■ TASK BRIEF
Give back an exact copy of the lines in the records below, from the line that has "use glam::Vec2;" through the line that has "under the pointer.", and nothing besides.

■ EXTRACTED INFORMATION
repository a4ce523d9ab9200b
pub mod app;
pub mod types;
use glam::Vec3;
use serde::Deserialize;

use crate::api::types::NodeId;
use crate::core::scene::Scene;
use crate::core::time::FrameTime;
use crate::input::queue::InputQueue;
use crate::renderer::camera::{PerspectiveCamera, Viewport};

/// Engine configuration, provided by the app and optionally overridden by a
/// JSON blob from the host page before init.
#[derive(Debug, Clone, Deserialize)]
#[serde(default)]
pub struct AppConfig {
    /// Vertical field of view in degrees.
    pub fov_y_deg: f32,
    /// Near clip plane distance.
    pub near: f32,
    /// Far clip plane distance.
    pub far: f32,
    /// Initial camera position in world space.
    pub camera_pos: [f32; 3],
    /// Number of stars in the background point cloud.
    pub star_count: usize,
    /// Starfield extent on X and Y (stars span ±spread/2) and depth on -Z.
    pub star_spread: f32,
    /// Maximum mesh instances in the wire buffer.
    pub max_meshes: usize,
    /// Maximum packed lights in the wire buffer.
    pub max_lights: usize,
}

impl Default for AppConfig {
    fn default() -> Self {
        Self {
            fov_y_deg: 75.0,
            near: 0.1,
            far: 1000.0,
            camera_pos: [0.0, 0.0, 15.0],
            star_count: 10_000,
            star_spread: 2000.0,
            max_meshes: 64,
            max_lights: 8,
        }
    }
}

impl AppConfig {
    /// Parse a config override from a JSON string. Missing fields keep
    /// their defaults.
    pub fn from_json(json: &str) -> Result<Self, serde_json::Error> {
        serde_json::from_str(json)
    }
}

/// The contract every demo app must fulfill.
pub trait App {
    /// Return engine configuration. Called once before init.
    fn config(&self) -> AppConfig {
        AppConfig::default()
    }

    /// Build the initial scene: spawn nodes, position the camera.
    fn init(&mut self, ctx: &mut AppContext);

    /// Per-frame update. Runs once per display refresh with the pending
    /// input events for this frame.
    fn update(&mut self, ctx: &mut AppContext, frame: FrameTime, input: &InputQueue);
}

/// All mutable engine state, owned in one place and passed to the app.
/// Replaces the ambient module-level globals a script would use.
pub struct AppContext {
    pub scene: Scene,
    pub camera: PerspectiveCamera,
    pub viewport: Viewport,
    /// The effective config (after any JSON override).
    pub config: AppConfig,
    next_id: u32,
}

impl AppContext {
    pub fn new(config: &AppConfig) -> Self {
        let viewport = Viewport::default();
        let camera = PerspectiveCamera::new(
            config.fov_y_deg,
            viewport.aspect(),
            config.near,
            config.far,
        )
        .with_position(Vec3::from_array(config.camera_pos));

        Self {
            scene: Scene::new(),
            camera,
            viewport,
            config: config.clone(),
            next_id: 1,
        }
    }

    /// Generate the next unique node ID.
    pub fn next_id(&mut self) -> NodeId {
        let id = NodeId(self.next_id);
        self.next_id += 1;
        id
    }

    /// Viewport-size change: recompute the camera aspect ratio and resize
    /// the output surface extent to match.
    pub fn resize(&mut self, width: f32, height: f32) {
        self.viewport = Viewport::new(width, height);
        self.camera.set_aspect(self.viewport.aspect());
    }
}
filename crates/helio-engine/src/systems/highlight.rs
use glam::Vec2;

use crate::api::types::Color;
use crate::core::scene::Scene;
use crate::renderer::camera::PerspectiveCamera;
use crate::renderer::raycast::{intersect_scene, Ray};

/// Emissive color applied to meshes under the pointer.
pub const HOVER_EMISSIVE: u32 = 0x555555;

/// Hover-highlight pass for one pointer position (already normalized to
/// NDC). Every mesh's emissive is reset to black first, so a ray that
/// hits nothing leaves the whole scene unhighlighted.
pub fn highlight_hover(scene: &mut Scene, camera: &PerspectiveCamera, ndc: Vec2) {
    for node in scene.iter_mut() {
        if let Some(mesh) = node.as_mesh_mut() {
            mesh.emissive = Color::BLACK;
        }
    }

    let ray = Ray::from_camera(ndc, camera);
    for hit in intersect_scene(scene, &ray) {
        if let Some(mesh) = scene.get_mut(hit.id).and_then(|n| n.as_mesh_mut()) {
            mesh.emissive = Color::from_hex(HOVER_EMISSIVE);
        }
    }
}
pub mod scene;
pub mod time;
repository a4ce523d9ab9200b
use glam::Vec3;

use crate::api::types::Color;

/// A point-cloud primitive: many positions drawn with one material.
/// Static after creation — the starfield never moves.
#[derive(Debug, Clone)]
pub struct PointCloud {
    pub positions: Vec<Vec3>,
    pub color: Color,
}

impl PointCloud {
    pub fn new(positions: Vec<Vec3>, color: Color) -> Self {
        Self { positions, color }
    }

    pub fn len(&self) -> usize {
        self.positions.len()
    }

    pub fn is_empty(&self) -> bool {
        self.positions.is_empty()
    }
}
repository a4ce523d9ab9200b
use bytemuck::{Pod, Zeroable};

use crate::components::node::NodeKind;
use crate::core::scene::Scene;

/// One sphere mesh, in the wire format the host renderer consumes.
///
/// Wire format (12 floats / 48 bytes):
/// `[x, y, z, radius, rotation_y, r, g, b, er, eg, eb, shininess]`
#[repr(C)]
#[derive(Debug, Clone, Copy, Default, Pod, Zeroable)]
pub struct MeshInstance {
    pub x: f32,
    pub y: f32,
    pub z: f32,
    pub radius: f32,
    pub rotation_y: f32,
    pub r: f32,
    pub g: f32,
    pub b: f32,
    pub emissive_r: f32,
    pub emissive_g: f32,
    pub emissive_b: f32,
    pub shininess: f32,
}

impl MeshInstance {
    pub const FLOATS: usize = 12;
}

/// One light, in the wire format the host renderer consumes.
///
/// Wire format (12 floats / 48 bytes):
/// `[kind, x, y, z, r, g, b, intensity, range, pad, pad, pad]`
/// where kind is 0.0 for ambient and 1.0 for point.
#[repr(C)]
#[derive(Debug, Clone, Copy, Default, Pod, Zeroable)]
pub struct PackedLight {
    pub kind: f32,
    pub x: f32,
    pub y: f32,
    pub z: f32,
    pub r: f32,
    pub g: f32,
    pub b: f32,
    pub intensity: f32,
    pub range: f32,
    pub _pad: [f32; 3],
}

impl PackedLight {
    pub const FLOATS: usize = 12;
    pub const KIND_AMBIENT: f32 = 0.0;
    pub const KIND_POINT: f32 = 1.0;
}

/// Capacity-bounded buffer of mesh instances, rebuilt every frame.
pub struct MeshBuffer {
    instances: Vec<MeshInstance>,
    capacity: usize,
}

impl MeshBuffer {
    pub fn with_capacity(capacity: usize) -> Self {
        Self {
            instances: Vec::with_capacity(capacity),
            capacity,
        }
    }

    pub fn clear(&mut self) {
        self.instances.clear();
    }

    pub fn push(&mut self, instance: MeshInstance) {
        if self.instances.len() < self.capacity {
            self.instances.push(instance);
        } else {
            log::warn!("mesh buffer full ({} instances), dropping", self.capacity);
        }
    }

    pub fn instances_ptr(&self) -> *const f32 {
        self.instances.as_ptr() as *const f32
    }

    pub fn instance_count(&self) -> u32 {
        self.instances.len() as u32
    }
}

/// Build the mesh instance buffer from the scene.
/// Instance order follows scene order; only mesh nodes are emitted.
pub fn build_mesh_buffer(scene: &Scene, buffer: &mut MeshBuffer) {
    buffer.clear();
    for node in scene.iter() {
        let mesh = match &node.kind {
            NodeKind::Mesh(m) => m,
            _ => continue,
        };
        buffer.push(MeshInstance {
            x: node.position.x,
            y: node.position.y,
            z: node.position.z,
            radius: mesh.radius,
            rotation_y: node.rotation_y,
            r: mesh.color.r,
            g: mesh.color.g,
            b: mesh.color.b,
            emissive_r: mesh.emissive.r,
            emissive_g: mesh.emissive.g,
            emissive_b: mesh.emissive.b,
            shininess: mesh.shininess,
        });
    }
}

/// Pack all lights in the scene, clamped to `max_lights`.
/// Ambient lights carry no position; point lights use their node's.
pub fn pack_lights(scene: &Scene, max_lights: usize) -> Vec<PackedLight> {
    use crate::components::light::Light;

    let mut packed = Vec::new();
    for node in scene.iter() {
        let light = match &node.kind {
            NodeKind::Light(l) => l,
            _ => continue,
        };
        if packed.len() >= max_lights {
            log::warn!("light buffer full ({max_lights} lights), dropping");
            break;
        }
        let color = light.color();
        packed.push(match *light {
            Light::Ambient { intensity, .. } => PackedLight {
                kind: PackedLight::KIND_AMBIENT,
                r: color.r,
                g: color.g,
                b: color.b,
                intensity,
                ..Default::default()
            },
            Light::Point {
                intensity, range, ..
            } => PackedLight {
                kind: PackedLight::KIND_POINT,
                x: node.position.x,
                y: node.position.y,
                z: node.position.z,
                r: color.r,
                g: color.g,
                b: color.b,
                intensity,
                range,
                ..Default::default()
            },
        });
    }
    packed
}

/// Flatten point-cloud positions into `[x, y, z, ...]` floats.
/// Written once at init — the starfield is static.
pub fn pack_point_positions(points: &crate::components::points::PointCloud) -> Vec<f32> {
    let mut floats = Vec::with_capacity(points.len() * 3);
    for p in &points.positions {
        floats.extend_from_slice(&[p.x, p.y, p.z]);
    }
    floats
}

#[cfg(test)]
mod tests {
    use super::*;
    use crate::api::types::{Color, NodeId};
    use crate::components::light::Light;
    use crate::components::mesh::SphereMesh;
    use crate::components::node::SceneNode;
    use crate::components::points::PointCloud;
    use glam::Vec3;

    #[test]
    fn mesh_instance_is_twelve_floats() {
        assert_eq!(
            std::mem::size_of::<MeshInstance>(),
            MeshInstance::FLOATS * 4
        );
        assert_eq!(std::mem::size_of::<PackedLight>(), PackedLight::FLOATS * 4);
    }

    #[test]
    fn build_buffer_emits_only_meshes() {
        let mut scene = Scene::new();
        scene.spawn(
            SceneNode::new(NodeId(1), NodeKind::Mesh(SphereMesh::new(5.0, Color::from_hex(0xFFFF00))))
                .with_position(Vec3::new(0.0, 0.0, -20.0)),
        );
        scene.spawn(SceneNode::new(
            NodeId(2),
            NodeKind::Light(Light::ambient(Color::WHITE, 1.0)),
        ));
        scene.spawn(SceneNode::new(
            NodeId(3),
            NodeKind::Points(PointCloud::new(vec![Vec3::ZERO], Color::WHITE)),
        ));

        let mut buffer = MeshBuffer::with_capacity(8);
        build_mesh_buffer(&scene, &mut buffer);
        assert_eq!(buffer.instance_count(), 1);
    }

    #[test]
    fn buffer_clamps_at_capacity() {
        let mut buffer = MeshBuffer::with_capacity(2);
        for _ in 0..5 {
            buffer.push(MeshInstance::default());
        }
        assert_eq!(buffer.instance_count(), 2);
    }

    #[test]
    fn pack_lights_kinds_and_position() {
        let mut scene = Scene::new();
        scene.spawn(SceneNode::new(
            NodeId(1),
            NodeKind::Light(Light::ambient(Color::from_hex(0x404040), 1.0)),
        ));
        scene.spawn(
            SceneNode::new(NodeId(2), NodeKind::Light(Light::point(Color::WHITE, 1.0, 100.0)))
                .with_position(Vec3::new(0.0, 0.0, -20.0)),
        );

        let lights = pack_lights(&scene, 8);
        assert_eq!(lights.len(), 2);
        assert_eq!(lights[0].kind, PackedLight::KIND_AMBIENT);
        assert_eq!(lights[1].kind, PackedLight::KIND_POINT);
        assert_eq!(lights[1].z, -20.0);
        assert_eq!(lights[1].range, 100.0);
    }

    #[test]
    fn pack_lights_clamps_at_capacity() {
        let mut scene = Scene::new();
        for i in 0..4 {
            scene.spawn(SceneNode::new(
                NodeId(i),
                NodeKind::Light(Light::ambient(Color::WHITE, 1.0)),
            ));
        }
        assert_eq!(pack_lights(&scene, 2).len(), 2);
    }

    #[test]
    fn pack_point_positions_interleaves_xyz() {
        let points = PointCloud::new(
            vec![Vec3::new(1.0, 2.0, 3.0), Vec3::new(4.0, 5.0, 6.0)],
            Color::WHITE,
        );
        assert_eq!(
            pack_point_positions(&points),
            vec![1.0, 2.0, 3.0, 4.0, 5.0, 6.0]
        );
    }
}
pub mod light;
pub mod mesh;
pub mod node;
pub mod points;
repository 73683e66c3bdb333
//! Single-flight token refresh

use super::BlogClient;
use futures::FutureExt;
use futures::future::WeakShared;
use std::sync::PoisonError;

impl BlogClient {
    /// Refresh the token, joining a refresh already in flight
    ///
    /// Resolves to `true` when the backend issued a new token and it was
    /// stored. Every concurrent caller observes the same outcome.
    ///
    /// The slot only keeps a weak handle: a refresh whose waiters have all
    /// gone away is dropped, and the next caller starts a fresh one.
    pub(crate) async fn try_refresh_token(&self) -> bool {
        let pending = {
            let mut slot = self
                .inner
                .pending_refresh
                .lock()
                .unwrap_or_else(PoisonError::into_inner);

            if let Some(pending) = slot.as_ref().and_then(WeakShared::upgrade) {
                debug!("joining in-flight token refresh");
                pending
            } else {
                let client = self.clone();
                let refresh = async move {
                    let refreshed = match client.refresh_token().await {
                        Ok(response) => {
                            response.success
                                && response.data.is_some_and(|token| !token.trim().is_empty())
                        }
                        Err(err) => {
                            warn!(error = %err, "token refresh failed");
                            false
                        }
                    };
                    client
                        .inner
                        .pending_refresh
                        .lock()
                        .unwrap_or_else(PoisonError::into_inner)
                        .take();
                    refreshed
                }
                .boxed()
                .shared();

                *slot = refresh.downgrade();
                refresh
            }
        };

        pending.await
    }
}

■ OUTPUT
use glam::Vec2;

use crate::api::types::Color;
use crate::core::scene::Scene;
use crate::renderer::camera::PerspectiveCamera;
use crate::renderer::raycast::{intersect_scene, Ray};

/// Emissive color applied to meshes under the pointer.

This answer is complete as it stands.